No you don't have to change as pairs we have run mismatch tires over the years. Now if you have a kid like mine it drives him nuts when tires don't match but he is not the one with the check book.


----------



## FarmerCline (Oct 12, 2011)

If you can get the same make and tread as the other tire I would just replace the one that is damaged.....otherwise I would replace both if it were me. Also depending on the condition of the other tire it might be best to just replace both if it doesn't have much life left.


----------



## Tim/South (Dec 12, 2011)

I have mis-matched rear tires on two of my older tractors. On the older tractors they dry rotted before they wore out and we only replaced the one that blew out.

We travel on more pavement these days and I can see the tires wearing more than when I was a kid.


----------



## Tx Jim (Jun 30, 2014)

Tim/South said:


> We travel on more pavement these days and I can see the tires wearing more than when I was a kid.


 I bought a new Continental radial rear tire for my JD 4255 over 20 yrs ago that has been on blacktop roads for many,many miles that has no noticeable road cupping that most tractor ties exhibit.


----------



## 8350HiTech (Jul 26, 2013)

teepartied said:


> This is a question from a newish to farming person. One of the rear tires on my tractor has done its last bit of work and has a hole the size of my fist in its sidewall, so repair is out of the question. My helper fellow says that I need to replace my tires in pairs. I know this is recommended for cars, but is this also the case for tractors?
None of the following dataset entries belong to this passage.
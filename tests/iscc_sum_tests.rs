//! End-to-end tests over the public API: tree-mode equivalence, similarity
//! clustering, and checksum verification.

use std::fs;
use std::path::{Path, PathBuf};
use std::sync::atomic::{AtomicUsize, Ordering};

use iscc_sum::cli::format::LineWriter;
use iscc_sum::cli::generate::{self, GenerateOptions};
use iscc_sum::cli::path_expand::{self, Input};
use iscc_sum::cli::similarity::{self, Candidate};
use iscc_sum::cli::verify::{self, VerifyOptions};
use iscc_sum::error::RunSummary;
use iscc_sum::iscc::IsccSumProcessor;

static COUNTER: AtomicUsize = AtomicUsize::new(0);

fn tempdir() -> PathBuf {
    let dir = std::env::temp_dir().join(format!(
        "iscc-sum-e2e-{}-{}",
        std::process::id(),
        COUNTER.fetch_add(1, Ordering::Relaxed)
    ));
    fs::create_dir_all(&dir).unwrap();
    dir
}

fn write(path: &Path, contents: &[u8]) {
    fs::create_dir_all(path.parent().unwrap()).unwrap();
    fs::write(path, contents).unwrap();
}

/// Deterministic pseudo-random bytes, same formula style used in the
/// library's own unit tests (no RNG dependency needed).
fn filler(len: usize, seed: u32) -> Vec<u8> {
    (0..len as u32)
        .map(|i| ((i.wrapping_mul(2654435761).wrapping_add(seed)) >> 13) as u8)
        .collect()
}

// Tree mode matches processing the concatenated byte stream through a
// single processor, regardless of listing order.
#[test]
fn tree_mode_matches_concatenated_stream() {
    let dir = tempdir();
    write(&dir.join("b.txt"), b"world");
    write(&dir.join("a.txt"), b"hello");

    let inputs = path_expand::expand(&[dir.clone()], true, false).unwrap();
    assert_eq!(inputs.len(), 1);
    let Input::Tree { files, .. } = &inputs[0] else {
        panic!("expected a Tree input");
    };
    assert_eq!(
        files,
        &vec![dir.join("a.txt"), dir.join("b.txt")],
        "treewalk must yield a.txt before b.txt regardless of creation order"
    );

    let mut summary = RunSummary::default();
    let opts = GenerateOptions { tag: false, zero: false, narrow: false, units: false };
    let records = generate::collect(inputs, &opts, &mut summary);
    assert_eq!(records.len(), 1);
    assert!(!summary.had_fatal);
    assert!(records[0].display.ends_with('/'));

    let mut direct = IsccSumProcessor::new();
    direct.update(b"hello");
    direct.update(b"world");
    let direct_result = direct.result(true, false);
    assert_eq!(records[0].iscc, direct_result.iscc);

    fs::remove_dir_all(&dir).ok();
}

// A and a lightly mutated copy B cluster together; unrelated C is a
// singleton and is suppressed from the report.
#[test]
fn similarity_groups_related_files_and_drops_singleton() {
    let a = filler(64 * 1024, 1);
    let mut b = a.clone();
    // Insert a chunk's worth of bytes in the middle - a localized edit,
    // not a full rewrite.
    let insertion = filler(1500, 99);
    b.splice(32 * 1024..32 * 1024, insertion);
    let c = filler(64 * 1024, 777);

    let build = |label: &str, data: &[u8]| {
        let mut p = IsccSumProcessor::new();
        p.update(data);
        let result = p.result(true, false);
        let packed = generate::decode_packed(&result.iscc).unwrap();
        Candidate { display: label.to_string(), packed, iscc: result.iscc }
    };

    let candidates = vec![build("a", &a), build("b", &b), build("c", &c)];

    let mut buf = Vec::new();
    {
        let mut writer = LineWriter::new(&mut buf, false, false);
        similarity::run(&candidates, 32, &mut writer).unwrap();
    }
    let report = String::from_utf8(buf).unwrap();

    assert!(report.contains("*a"));
    assert!(report.contains("*b"));
    assert!(!report.contains("*c"), "unrelated singleton must be suppressed:\n{report}");
}

// A three-entry checksum file where the middle target was modified
// reports OK/FAILED/OK and the exact summary line.
#[test]
fn verify_reports_per_file_status_and_summary() {
    let dir = tempdir();
    write(&dir.join("a.txt"), b"alpha content");
    write(&dir.join("b.txt"), b"bravo content");
    write(&dir.join("c.txt"), b"charlie content");

    let mut summary = RunSummary::default();
    let inputs = path_expand::expand(
        &[dir.join("a.txt"), dir.join("b.txt"), dir.join("c.txt")],
        false,
        false,
    )
    .unwrap();
    let opts = GenerateOptions { tag: false, zero: false, narrow: false, units: false };
    let records = generate::collect(inputs, &opts, &mut summary);
    assert_eq!(records.len(), 3);

    let checksum_path = dir.join("checksums.txt");
    let mut checksum_bytes = Vec::new();
    {
        let mut writer = LineWriter::new(&mut checksum_bytes, false, false);
        for record in &records {
            generate::emit(record, &mut writer).unwrap();
        }
    }
    fs::write(&checksum_path, &checksum_bytes).unwrap();

    // Mutate the target referenced by the second line.
    write(&dir.join("b.txt"), b"bravo content, modified");

    let mut out = Vec::new();
    let mut verify_summary = RunSummary::default();
    let verify_opts = VerifyOptions { quiet: false, status: false, warn_unparsable: false, strict: false };
    verify::run(&[checksum_path], &verify_opts, &mut out, &mut verify_summary).unwrap();
    let report = String::from_utf8(out).unwrap();

    let lines: Vec<&str> = report.lines().collect();
    assert_eq!(lines.len(), 4);
    assert!(lines[0].ends_with("a.txt: OK"), "{report}");
    assert!(lines[1].ends_with("b.txt: FAILED"), "{report}");
    assert!(lines[2].ends_with("c.txt: OK"), "{report}");
    assert_eq!(lines[3], "1 computed checksum did NOT match");
    assert_eq!(verify_summary.exit_code(), 1);

    fs::remove_dir_all(&dir).ok();
}

// Fragmenting an update stream never changes the result, end to end
// through the generation flow.
#[test]
fn fragmented_updates_match_single_update_end_to_end() {
    let data = filler(500_000, 42);

    let mut whole = IsccSumProcessor::new();
    whole.update(&data);
    let whole_result = whole.result(true, true);

    let mut fragmented = IsccSumProcessor::new();
    for chunk in data.chunks(4001) {
        fragmented.update(chunk);
    }
    let fragmented_result = fragmented.result(true, true);

    assert_eq!(whole_result.iscc, fragmented_result.iscc);
    assert_eq!(whole_result.datahash, fragmented_result.datahash);
    assert_eq!(whole_result.units.unwrap(), fragmented_result.units.unwrap());
}
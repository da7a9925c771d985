//! Verification flow: re-hash each recorded target and compare.

use std::fs;
use std::io::{self, Write};
use std::path::{Path, PathBuf};

use data_encoding::BASE32_NOPAD;
use log::warn;

use super::checksum_file::parse_line;
use crate::error::{CliError, RunSummary};
use crate::iscc::IsccSumProcessor;

pub struct VerifyOptions {
    pub quiet: bool,
    pub status: bool,
    pub warn_unparsable: bool,
    pub strict: bool,
}

/// Verify every checksum-list file in `checksum_paths`. Writes per-target
/// `OK`/`FAILED` lines (unless suppressed) and a final summary line, and
/// updates `summary` with the exit-code-relevant outcome.
pub fn run<W: Write>(
    checksum_paths: &[PathBuf],
    opts: &VerifyOptions,
    out: &mut W,
    summary: &mut RunSummary,
) -> Result<(), CliError> {
    let mut mismatches = 0usize;
    let mut total = 0usize;

    for checksum_path in checksum_paths {
        let contents = fs::read_to_string(checksum_path).map_err(|source| {
            CliError::ReadChecksumFile {
                path: checksum_path.clone(),
                source,
            }
        })?;
        let base_dir = checksum_path
            .parent()
            .map(Path::to_path_buf)
            .unwrap_or_default();

        for (line_no, line) in contents.lines().enumerate() {
            let trimmed = line.trim();
            if trimmed.is_empty() || trimmed.starts_with('#') {
                continue;
            }
            let parsed = match parse_line(line) {
                Some(p) => p,
                None => {
                    if opts.strict {
                        return Err(CliError::MalformedChecksumLine {
                            path: checksum_path.clone(),
                            line: line_no + 1,
                        });
                    }
                    if opts.warn_unparsable {
                        warn!("{}:{}: unparsable line", checksum_path.display(), line_no + 1);
                    }
                    continue;
                }
            };

            total += 1;
            let target = resolve_target(&base_dir, &parsed.path);
            let ok = verify_one(&target, parsed.is_tree, &parsed.iscc, opts.strict)?;
            if !ok {
                mismatches += 1;
                summary.mark_failure();
            }
            write_result(out, &parsed.path, ok, opts)?;
        }
    }

    if !opts.status && total > 0 {
        write_summary(out, mismatches)?;
    }
    Ok(())
}

fn resolve_target(base_dir: &Path, recorded_path: &str) -> PathBuf {
    let recorded_path = recorded_path.trim_end_matches('/');
    let path = Path::new(recorded_path);
    if path.is_absolute() {
        path.to_path_buf()
    } else {
        base_dir.join(path)
    }
}

fn verify_one(
    target: &Path,
    is_tree: bool,
    expected_iscc: &str,
    strict: bool,
) -> Result<bool, CliError> {
    let wide = expected_wide(expected_iscc);
    let actual = match recompute(target, is_tree, wide, strict) {
        Ok(actual) => actual,
        Err(_) => return Ok(false),
    };
    Ok(actual == expected_iscc)
}

/// Decode the subtype nibble to recompute with the same narrow/wide body
/// width the checksum line was generated with.
fn expected_wide(iscc_text: &str) -> bool {
    let Some(encoded) = iscc_text.strip_prefix("ISCC:") else {
        return true;
    };
    let Ok(packed) = BASE32_NOPAD.decode(encoded.as_bytes()) else {
        return true;
    };
    packed.first().is_some_and(|b| b & 0x0F == 0b0111)
}

fn recompute(target: &Path, is_tree: bool, wide: bool, strict: bool) -> Result<String, CliError> {
    let mut processor = IsccSumProcessor::new();
    if is_tree {
        let report = crate::treewalk::treewalk_iscc(target, strict)?;
        for file in report.files {
            let bytes = fs::read(&file).map_err(|source| CliError::Io {
                path: file,
                source,
            })?;
            processor.update(&bytes);
        }
    } else {
        let bytes = fs::read(target).map_err(|source| CliError::Io {
            path: target.to_path_buf(),
            source,
        })?;
        processor.update(&bytes);
    }
    Ok(processor.result(wide, false).iscc)
}

fn write_result<W: Write>(
    out: &mut W,
    recorded_path: &str,
    ok: bool,
    opts: &VerifyOptions,
) -> io::Result<()> {
    if opts.status {
        return Ok(());
    }
    if ok && opts.quiet {
        return Ok(());
    }
    writeln!(out, "{}: {}", recorded_path, if ok { "OK" } else { "FAILED" })
}

fn write_summary<W: Write>(out: &mut W, mismatches: usize) -> io::Result<()> {
    if mismatches > 0 {
        writeln!(
            out,
            "{mismatches} computed checksum{} did NOT match",
            if mismatches == 1 { "" } else { "s" }
        )
    } else {
        Ok(())
    }
}
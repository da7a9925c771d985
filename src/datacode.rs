//! Data-Code processor: composes the CDC splitter, the feature hasher, and
//! the MinHash sketch into a single `update`/`finalize` object.

use crate::chunker::CdcSplitter;
use crate::minhash::MinHashSketch;
use crate::xxhash32::FeatureHasher;

/// Streaming Data-Code builder. Must see the entire stream before
/// `finalize` is called; produces identical output regardless of how the
/// caller slices its `update` calls.
pub struct DataCodeProcessor {
    splitter: CdcSplitter,
    current_chunk: FeatureHasher,
    sketch: MinHashSketch,
}

impl DataCodeProcessor {
    pub fn new() -> Self {
        Self {
            splitter: CdcSplitter::new(),
            current_chunk: FeatureHasher::new(),
            sketch: MinHashSketch::new(),
        }
    }

    pub fn update(&mut self, data: &[u8]) {
        let mut start = 0usize;
        for (i, &byte) in data.iter().enumerate() {
            if self.splitter.consume_byte(byte) {
                self.current_chunk.write(&data[start..=i]);
                let finished = std::mem::replace(&mut self.current_chunk, FeatureHasher::new());
                self.sketch.update(finished.finish());
                start = i + 1;
            }
        }
        if start < data.len() {
            self.current_chunk.write(&data[start..]);
        }
    }

    /// Finalize narrow (64-bit, `wide = false`) or wide (256-bit,
    /// `wide = true`) Data-Code body bytes. Forces a boundary on any
    /// trailing partial chunk first.
    pub fn finalize(mut self, wide: bool) -> Vec<u8> {
        if self.splitter.has_pending() {
            let finished = std::mem::replace(&mut self.current_chunk, FeatureHasher::new());
            self.sketch.update(finished.finish());
            self.splitter.finalize();
        }
        if wide {
            self.sketch.finalize_wide().to_vec()
        } else {
            self.sketch.finalize_narrow().to_vec()
        }
    }
}

impl Default for DataCodeProcessor {
    fn default() -> Self {
        Self::new()
    }
}
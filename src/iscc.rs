//! ISCC-SUM processor: fans a single `update` stream out to the Data-Code
//! and Instance-Code processors, then packs a header plus both bodies into
//! the `"ISCC:"`-prefixed base32 text form.

use data_encoding::BASE32_NOPAD;

use crate::datacode::DataCodeProcessor;
use crate::instancecode::InstanceCodeProcessor;

/// ISCC main-type nibble for the composite ISCC-SUM header.
const MAIN_TYPE_ISCC_SUM: u8 = 0b0101;
/// Subtype nibble selecting the narrow (128-bit) body.
const SUBTYPE_NARROW: u8 = 0b0101;
/// Subtype nibble selecting the wide (256-bit) body.
const SUBTYPE_WIDE: u8 = 0b0111;

/// ISO 24138:2024 main-type nibbles for the standalone Data-Code and
/// Instance-Code unit headers emitted under `--units`.
const MAIN_TYPE_DATA: u8 = 0b0011;
const MAIN_TYPE_INSTANCE: u8 = 0b0100;
/// Standalone units carry no subtype distinction.
const UNIT_SUBTYPE_NONE: u8 = 0b0000;

/// Version/length nibbles are zero for every header this crate emits; see
/// DESIGN.md for why the exact ISO length-nibble encoding for standalone
/// units was not adopted (it is flagged as unresolved upstream).
const VERSION_LENGTH_BYTE: u8 = 0x00;

fn pack_header(main_type: u8, subtype: u8) -> [u8; 2] {
    [(main_type << 4) | subtype, VERSION_LENGTH_BYTE]
}

fn render(header: [u8; 2], body: &[&[u8]]) -> String {
    let mut packed = Vec::with_capacity(2 + body.iter().map(|b| b.len()).sum::<usize>());
    packed.extend_from_slice(&header);
    for b in body {
        packed.extend_from_slice(b);
    }
    format!("ISCC:{}", BASE32_NOPAD.encode(&packed).to_uppercase())
}

/// A standalone, full-width (256-bit) Data-Code or Instance-Code ISCC,
/// emitted alongside the main ISCC-SUM line under `--units`.
pub fn render_data_unit(wide_body: &[u8; 32]) -> String {
    render(pack_header(MAIN_TYPE_DATA, UNIT_SUBTYPE_NONE), &[wide_body])
}

pub fn render_instance_unit(wide_body: &[u8; 32]) -> String {
    render(pack_header(MAIN_TYPE_INSTANCE, UNIT_SUBTYPE_NONE), &[wide_body])
}

/// Result of processing one stream.
pub struct ProcessorResult {
    pub iscc: String,
    pub datahash: String,
    pub filesize: u64,
    pub units: Option<(String, String)>,
}

/// Single-entry façade: `update` fans out to the Data-Code and
/// Instance-Code processors; `result` packs the final record.
pub struct IsccSumProcessor {
    data: DataCodeProcessor,
    instance: InstanceCodeProcessor,
}

impl IsccSumProcessor {
    pub fn new() -> Self {
        Self {
            data: DataCodeProcessor::new(),
            instance: InstanceCodeProcessor::new(),
        }
    }

    pub fn update(&mut self, data: &[u8]) {
        self.data.update(data);
        self.instance.update(data);
    }

    /// Finalize and produce the result record. `wide` selects the
    /// ISCC-SUM's own body width; `add_units` additionally emits full-width
    /// standalone Data-Code/Instance-Code units regardless of `wide`.
    pub fn result(self, wide: bool, add_units: bool) -> ProcessorResult {
        let filesize = self.instance.byte_count();
        let datahash = self.instance.hash().to_hex().to_string();

        // Each lane's narrow bit is the low bit of its wide nibble, so
        // finalizing wide once and slicing down covers both widths.
        let data_wide = self.data.finalize(true);
        let instance_wide = self.instance.finalize(true);

        // The composite body is 8+8 bytes (narrow) or 16+16 bytes (wide),
        // half the width of the full 256-bit sketch/digest. Full 32-byte
        // bodies only appear in the standalone `--units` codes.
        let data_body: Vec<u8> = if wide {
            data_wide[..16].to_vec()
        } else {
            narrow_from_wide_data(&data_wide)
        };
        let instance_body: Vec<u8> = if wide {
            instance_wide[..16].to_vec()
        } else {
            instance_wide[..8].to_vec()
        };

        let header = pack_header(
            MAIN_TYPE_ISCC_SUM,
            if wide { SUBTYPE_WIDE } else { SUBTYPE_NARROW },
        );
        let iscc = render(header, &[&data_body, &instance_body]);

        let units = if add_units {
            let mut data_wide_arr = [0u8; 32];
            data_wide_arr.copy_from_slice(&data_wide);
            let mut instance_wide_arr = [0u8; 32];
            instance_wide_arr.copy_from_slice(&instance_wide);
            Some((
                render_data_unit(&data_wide_arr),
                render_instance_unit(&instance_wide_arr),
            ))
        } else {
            None
        };

        ProcessorResult {
            iscc,
            datahash,
            filesize,
            units,
        }
    }
}

impl Default for IsccSumProcessor {
    fn default() -> Self {
        Self::new()
    }
}

/// Extracts the narrow (8-byte, low-bit-per-lane) Data-Code from the wide
/// (32-byte, low-nibble-per-lane) one: each lane's low bit is the low bit of
/// its low nibble, so this is a pure bit-selection, not a re-hash.
fn narrow_from_wide_data(wide: &[u8]) -> Vec<u8> {
    let mut bits: u64 = 0;
    for byte in wide {
        let hi_nibble_bit = (byte >> 4) & 1;
        let lo_nibble_bit = byte & 1;
        bits = (bits << 1) | hi_nibble_bit as u64;
        bits = (bits << 1) | lo_nibble_bit as u64;
    }
    bits.to_be_bytes().to_vec()
}
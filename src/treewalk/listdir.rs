//! `listdir`: a deterministic, non-link-following directory listing.

use std::fs;
use std::path::Path;

use thiserror::Error;
use unicode_normalization::UnicodeNormalization;

#[derive(Debug, Error)]
pub enum ListdirError {
    #[error("read directory {path}: {source}")]
    ReadDir {
        path: std::path::PathBuf,
        #[source]
        source: std::io::Error,
    },
    #[error("read entry in {path}: {source}")]
    Entry {
        path: std::path::PathBuf,
        #[source]
        source: std::io::Error,
    },
}

/// One directory entry, filtered to regular files and regular directories.
#[derive(Debug, Clone)]
pub struct Entry {
    pub name: String,
    pub is_file: bool,
    pub is_dir: bool,
}

/// Read `dir`'s entries, drop anything that is not a regular file or a
/// regular directory (symlinks included), and sort by
/// `(nfc_utf8(name), original_utf8(name))` so the order is stable even when
/// two names NFC-normalize to the same string.
pub fn listdir(dir: &Path) -> Result<Vec<Entry>, ListdirError> {
    let read = fs::read_dir(dir).map_err(|source| ListdirError::ReadDir {
        path: dir.to_path_buf(),
        source,
    })?;

    let mut entries = Vec::new();
    for item in read {
        let item = item.map_err(|source| ListdirError::Entry {
            path: dir.to_path_buf(),
            source,
        })?;
        // `file_type()` reports the entry's own type without following a
        // trailing symlink, so symlinks never pass this filter.
        let file_type = match item.file_type() {
            Ok(ft) => ft,
            Err(_) => continue,
        };
        if !file_type.is_file() && !file_type.is_dir() {
            continue;
        }
        let name = item.file_name().to_string_lossy().into_owned();
        entries.push(Entry {
            name,
            is_file: file_type.is_file(),
            is_dir: file_type.is_dir(),
        });
    }

    entries.sort_by(|a, b| sort_key(&a.name).cmp(&sort_key(&b.name)));
    Ok(entries)
}

fn sort_key(name: &str) -> (String, &str) {
    (name.nfc().collect(), name)
}
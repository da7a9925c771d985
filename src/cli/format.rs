//! Output line formatting: the checksum-tool-style output grammar.

use std::io::{self, Write};

/// Writes the checksum-line grammar to an arbitrary sink, honoring `--tag`
/// (BSD-style) and `--zero` (NUL-terminated records).
pub struct LineWriter<W: Write> {
    out: W,
    tag: bool,
    terminator: u8,
}

impl<W: Write> LineWriter<W> {
    pub fn new(out: W, tag: bool, zero: bool) -> Self {
        Self {
            out,
            tag,
            terminator: if zero { 0u8 } else { b'\n' },
        }
    }

    fn end_record(&mut self) -> io::Result<()> {
        self.out.write_all(&[self.terminator])
    }

    /// Default: `<ISCC> *<path>`. BSD: `ISCC (<path>) = <ISCC>`.
    pub fn write_main(&mut self, iscc: &str, path: &str) -> io::Result<()> {
        if self.tag {
            write!(self.out, "ISCC ({path}) = {iscc}")?;
        } else {
            write!(self.out, "{iscc} *{path}")?;
        }
        self.end_record()
    }

    /// Indented continuation line under `--units`.
    pub fn write_unit(&mut self, iscc: &str) -> io::Result<()> {
        write!(self.out, "  {iscc}")?;
        self.end_record()
    }

    /// Indented similarity-group member line: `~<distance> <ISCC> *<path>`.
    pub fn write_similarity_member(
        &mut self,
        distance: u32,
        iscc: &str,
        path: &str,
    ) -> io::Result<()> {
        write!(self.out, "  ~{distance} {iscc} *{path}")?;
        self.end_record()
    }

    pub fn write_blank(&mut self) -> io::Result<()> {
        self.end_record()
    }

    pub fn into_inner(self) -> W {
        self.out
    }
}
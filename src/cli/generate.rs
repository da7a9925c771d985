//! Generation flow: hash each input and produce one record per success.

use std::fs::File;
use std::io::{self, Read, Write};
use std::path::Path;

use data_encoding::BASE32_NOPAD;
use log::warn;
use rayon::prelude::*;

use super::format::LineWriter;
use super::path_expand::Input;
use crate::error::RunSummary;
use crate::iscc::IsccSumProcessor;

/// Read chunk size: a performance knob, not a correctness boundary.
const READ_CHUNK_SIZE: usize = 2 * 1024 * 1024;

pub struct GenerateOptions {
    pub tag: bool,
    pub zero: bool,
    pub narrow: bool,
    pub units: bool,
}

/// One successfully generated record.
pub struct Generated {
    pub display: String,
    pub iscc: String,
    pub units: Option<(String, String)>,
}

/// Process each input, collecting a record for every success. Inputs are
/// hashed in parallel with `rayon`; `par_iter` preserves input order in the
/// returned `Vec`, so output order is unaffected by which input finishes
/// hashing first. I/O failures are reported to standard error and
/// escalate to a fatal (exit 2) run; no line is emitted for a failed
/// input.
pub fn collect(inputs: Vec<Input>, opts: &GenerateOptions, summary: &mut RunSummary) -> Vec<Generated> {
    let outcomes: Vec<_> = inputs.par_iter().map(|input| process_one(input, opts)).collect();

    let mut results = Vec::with_capacity(outcomes.len());
    for outcome in outcomes {
        match outcome {
            Ok(Some((display, iscc, units))) => results.push(Generated { display, iscc, units }),
            Ok(None) => {}
            Err(err) => {
                warn!("{}: {}", err.display, err.source);
                summary.mark_fatal();
            }
        }
    }
    results
}

/// Emit one record via `writer`.
pub fn emit<W: Write>(record: &Generated, writer: &mut LineWriter<W>) -> io::Result<()> {
    writer.write_main(&record.iscc, &record.display)?;
    if let Some((data_unit, instance_unit)) = &record.units {
        writer.write_unit(data_unit)?;
        writer.write_unit(instance_unit)?;
    }
    Ok(())
}

/// Decode the packed header+body bytes out of a rendered `"ISCC:..."`
/// string, for `--similar` to extract Data-Code bits from.
pub fn decode_packed(iscc_text: &str) -> Option<Vec<u8>> {
    BASE32_NOPAD
        .decode(iscc_text.strip_prefix("ISCC:")?.as_bytes())
        .ok()
}

struct ProcessError {
    display: String,
    source: io::Error,
}

fn process_one(
    input: &Input,
    opts: &GenerateOptions,
) -> Result<Option<(String, String, Option<(String, String)>)>, ProcessError> {
    let (display, mut reader): (String, Box<dyn Read>) = match input {
        Input::Stdin => ("-".to_string(), Box::new(io::stdin())),
        Input::File(path) => {
            let file = File::open(path).map_err(|source| ProcessError {
                display: path.display().to_string(),
                source,
            })?;
            (display_path(path), Box::new(file))
        }
        Input::Tree { root, files } => {
            let readers = files
                .iter()
                .map(|p| {
                    File::open(p).map_err(|source| ProcessError {
                        display: p.display().to_string(),
                        source,
                    })
                })
                .collect::<Result<Vec<_>, _>>()?;
            let mut processor = IsccSumProcessor::new();
            let mut buf = vec![0u8; READ_CHUNK_SIZE];
            for mut file in readers {
                stream_into(&mut file, &mut processor, &mut buf).map_err(|source| {
                    ProcessError {
                        display: format!("{}/", root.display()),
                        source,
                    }
                })?;
            }
            let result = processor.result(!opts.narrow, opts.units);
            return Ok(Some((
                format!("{}/", display_path(root)),
                result.iscc,
                result.units,
            )));
        }
    };

    let mut processor = IsccSumProcessor::new();
    let mut buf = vec![0u8; READ_CHUNK_SIZE];
    stream_into(&mut reader, &mut processor, &mut buf).map_err(|source| ProcessError {
        display: display.clone(),
        source,
    })?;
    let result = processor.result(!opts.narrow, opts.units);
    Ok(Some((display, result.iscc, result.units)))
}

fn stream_into(
    reader: &mut dyn Read,
    processor: &mut IsccSumProcessor,
    buf: &mut [u8],
) -> io::Result<()> {
    loop {
        let n = reader.read(buf)?;
        if n == 0 {
            break;
        }
        processor.update(&buf[..n]);
    }
    Ok(())
}

fn display_path(path: &Path) -> String {
    path.display().to_string()
}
Are there places to order tires from online or should I look locally?


All depends on what condition your "good" tire is in. If it's really good, say 80+%, buy a new one to match it. If it's maybe 60-70%, buy a cheap new one that matches reasonably well or find a good used one. If it's 50 or above, whatever used one you can find. Below that, I'd replace both. That's just a rough guide as I see it. Depends on what you have available in your area.


----------



## mlappin (Jun 25, 2009)

Maybe other brands are different, but on our Whites its a machined chromed surface that the axles run in on the differential carrier, no bearings of any kind, if your running tires of different circumference those chromed surfaces get a lot more wear as one tire will always be turning slightly slower than the other if they aren't matched. If one side has a Firestone thats new and the other gets damaged beyond repair then we buy a new one so they match close as possible. If it's at 60% then we search for a used at 60% or just buy two new ones.


----------